U.S. Army Special Forces and U.S. Air Force Combat Controllers with Northern Alliance troops

Afghanistan: What Went Wrong?

The defeat was two decades in the making, and repeats other American failures at other times in other places.

Michael Mandelbaum

After twenty years, the sacrifice of the lives of 2,448 American soldiers and 1,720 civilian contractors, with more than 20,000 Americans wounded and the expenditure of a trillion dollars, the American project in Afghanistan has failed—suddenly, definitively, and in humiliation.

Despite two decades of effort, the United States failed to bring peace to that country and to sustain a decent, stable, pro-Western government in its capital, Kabul.
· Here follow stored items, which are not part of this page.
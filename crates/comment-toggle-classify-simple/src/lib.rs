//! `comment-toggle-classify-simple` - Simple (regex-based) classification for `comment-toggle`.
//!
//! This crate stands in for a real tokenizer where full parsing or LSP integration is
//! unnecessary: a small ordered rule list classifies one line at a time, which is enough to
//! drive comment-toggle decisions.

mod profile;

pub use profile::{BlockTokens, LanguageProfile, PatternRule, ProfileError};

use comment_toggle::{
    CharSpan, ClassificationSource, ClassificationSpan, TAG_COMMENT, TAG_IDENTIFIER, TAG_KEYWORD,
    TAG_NUMBER, TAG_STRING,
};
use regex::Regex;

/// A single classification rule: a regex paired with the tag it assigns.
#[derive(Debug, Clone)]
pub struct ClassifyRule {
    regex: Regex,
    tag: String,
}

impl ClassifyRule {
    pub fn new(pattern: &str, tag: impl Into<String>) -> Result<Self, regex::Error> {
        Ok(Self {
            regex: Regex::new(pattern)?,
            tag: tag.into(),
        })
    }

    pub fn tag(&self) -> &str {
        &self.tag
    }
}

/// A simple regex-based classifier.
///
/// Rules are applied per line. Candidate matches are taken non-overlapping, earliest start
/// first, with rule order breaking ties - so a line-comment rule listed first consumes the rest
/// of the line and suppresses keyword or identifier matches inside comment text.
///
/// It is *not* intended to be a full parser.
#[derive(Debug, Clone)]
pub struct RegexClassifier {
    rules: Vec<ClassifyRule>,
}

impl RegexClassifier {
    pub fn new(rules: Vec<ClassifyRule>) -> Self {
        Self { rules }
    }

    pub fn rules(&self) -> &[ClassifyRule] {
        &self.rules
    }

    /// A small default Rust grammar (comments, strings, keywords, numbers, identifiers).
    pub fn rust_default() -> Result<Self, regex::Error> {
        Ok(Self::new(vec![
            // Doc comments first so `///`/`//!` lines get the richer tag.
            ClassifyRule::new(r"//[/!].*", "doc comment")?,
            ClassifyRule::new(r"//.*", TAG_COMMENT)?,
            ClassifyRule::new(r#""(?:\\.|[^"\\])*""#, TAG_STRING)?,
            ClassifyRule::new(
                r"\b(?:fn|let|mut|pub|use|mod|struct|enum|impl|match|if|else|for|while|loop|return|const|static|trait|where)\b",
                TAG_KEYWORD,
            )?,
            ClassifyRule::new(r"\b\d[\d_]*(?:\.\d+)?\b", TAG_NUMBER)?,
            ClassifyRule::new(r"[A-Za-z_][A-Za-z0-9_]*", TAG_IDENTIFIER)?,
        ]))
    }

    /// Compile a classifier from a language profile.
    pub fn from_profile(profile: &LanguageProfile) -> Result<Self, ProfileError> {
        let mut rules = Vec::with_capacity(profile.patterns.len());
        for pattern in &profile.patterns {
            let rule = ClassifyRule::new(&pattern.regex, pattern.tag.clone()).map_err(|err| {
                ProfileError::RegexCompile {
                    pattern: pattern.regex.clone(),
                    message: err.to_string(),
                }
            })?;
            rules.push(rule);
        }
        Ok(Self::new(rules))
    }

    /// All classification spans in `text` overlapping `span` (char offsets over `text`).
    ///
    /// A zero-length request yields no spans.
    pub fn classify(&self, text: &str, span: CharSpan) -> Vec<ClassificationSpan> {
        let mut out = Vec::new();
        let mut line_start = 0usize;

        for line in text.split('\n') {
            if line_start > span.end {
                break;
            }
            let line_span = CharSpan::new(line_start, line_start + line.chars().count());
            if line_span.overlaps(&span) {
                let mut line_out = Vec::new();
                self.classify_line(line, line_start, &mut line_out);
                out.extend(
                    line_out
                        .into_iter()
                        .filter(|classification| classification.span.overlaps(&span)),
                );
            }
            line_start = line_span.end + 1; // step over the newline
        }

        out
    }

    fn classify_line(&self, line: &str, line_start: usize, out: &mut Vec<ClassificationSpan>) {
        // Gather candidate matches from every rule, as byte offsets.
        let mut candidates: Vec<(usize, usize, usize)> = Vec::new();
        for (index, rule) in self.rules.iter().enumerate() {
            for found in rule.regex.find_iter(line) {
                if found.start() < found.end() {
                    candidates.push((found.start(), found.end(), index));
                }
            }
        }
        candidates.sort_by(|a, b| a.0.cmp(&b.0).then_with(|| a.2.cmp(&b.2)));

        // Non-overlapping sweep: earliest start wins, rule order breaks ties.
        let mut cursor = 0usize;
        for (start, end, index) in candidates {
            if start < cursor {
                continue;
            }
            if let Some(span) = span_from_match(line_start, line, start, end) {
                out.push(ClassificationSpan::new(span, self.rules[index].tag.clone()));
            }
            cursor = end;
        }
    }
}

/// Binds a classifier to a text snapshot, yielding a [`ClassificationSource`] the toggle
/// handler can query.
#[derive(Debug, Clone, Copy)]
pub struct SnapshotClassifier<'a> {
    text: &'a str,
    classifier: &'a RegexClassifier,
}

impl<'a> SnapshotClassifier<'a> {
    pub fn new(text: &'a str, classifier: &'a RegexClassifier) -> Self {
        Self { text, classifier }
    }
}

impl ClassificationSource for SnapshotClassifier<'_> {
    fn classification_spans(&self, span: CharSpan) -> Vec<ClassificationSpan> {
        self.classifier.classify(self.text, span)
    }
}

fn span_from_match(
    line_start_offset: usize,
    line_text: &str,
    match_start_byte: usize,
    match_end_byte: usize,
) -> Option<CharSpan> {
    if match_start_byte >= match_end_byte || match_end_byte > line_text.len() {
        return None;
    }

    let start_col = line_text[..match_start_byte].chars().count();
    let end_col = line_text[..match_end_byte].chars().count();
    if start_col >= end_col {
        return None;
    }

    Some(CharSpan::new(
        line_start_offset + start_col,
        line_start_offset + end_col,
    ))
}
It also failed to prevent the Taliban, the fundamentalist Islamic movement that sheltered the terrorists who attacked on September 11, 2001, from regaining power: American military forces had vanquished them a few weeks after the assaults on New York City and Washington, D.C. The principal reason for sending military forces to Afghanistan was to prevent further terrorist attacks on American soil and, indeed, none has since occurred. That achievement is now in jeopardy, however, with terrorist groups reportedly poised to use the now Taliban-dominated Afghanistan as a base for their global operations.

Why has all this happened? What went wrong with the American undertaking in Afghanistan? The answers may be found in the most comprehensive history of the American military effort yet published, Carter Malkasian’s recently released The American War in Afghanistan, but also in the other similar and similarly painful American efforts at transforming societies dating back to the 19th century.

Malkasian spent extensive time in Afghanistan as a civilian American official; wrote a well-received book, War Comes to Garmser (2013), about one of the places where he served; and has known, worked with, and talked at length to a wide variety of both Americans and Afghans in Afghanistan. He is unusual even for an American with experience in the country in that he speaks Pashto, one of its two principal languages. He tells, in considerable detail, the story of America in Afghanistan across four presidencies.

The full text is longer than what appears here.